____ DATA EXTRACT
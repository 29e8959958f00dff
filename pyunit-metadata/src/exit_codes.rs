// Copyright (c) The nextest Contributors
// SPDX-License-Identifier: MIT OR Apache-2.0

/// Documented exit codes for `pyunit-discover` failures.
///
/// Unknown/unexpected failures will always result in exit code 1.
pub enum PyunitExitCode {}

impl PyunitExitCode {
    /// No errors occurred and pyunit-discover exited normally.
    pub const OK: i32 = 0;

    /// Discovery succeeded, but no tests were found.
    pub const NO_TESTS_FOUND: i32 = 4;

    /// Running the discovery command produced an error.
    pub const DISCOVERY_FAILED: i32 = 104;

    /// Writing data to stdout or stderr produced an error.
    pub const WRITE_OUTPUT_ERROR: i32 = 110;

    /// A user issue happened while setting up a discovery invocation, for example an invalid
    /// config file or an argument that can't be passed into the discovery script.
    pub const SETUP_ERROR: i32 = 96;

    /// Discovery was cancelled, typically by Ctrl-C.
    pub const CANCELLED: i32 = 130;
}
________
The answer should be all lines from the entries above that hold the word "const".

- [SOLUTION]
    pub const OK: i32 = 0;
    pub const NO_TESTS_FOUND: i32 = 4;
    pub const DISCOVERY_FAILED: i32 = 104;
    pub const WRITE_OUTPUT_ERROR: i32 = 110;
    pub const SETUP_ERROR: i32 = 96;
    pub const CANCELLED: i32 = 130;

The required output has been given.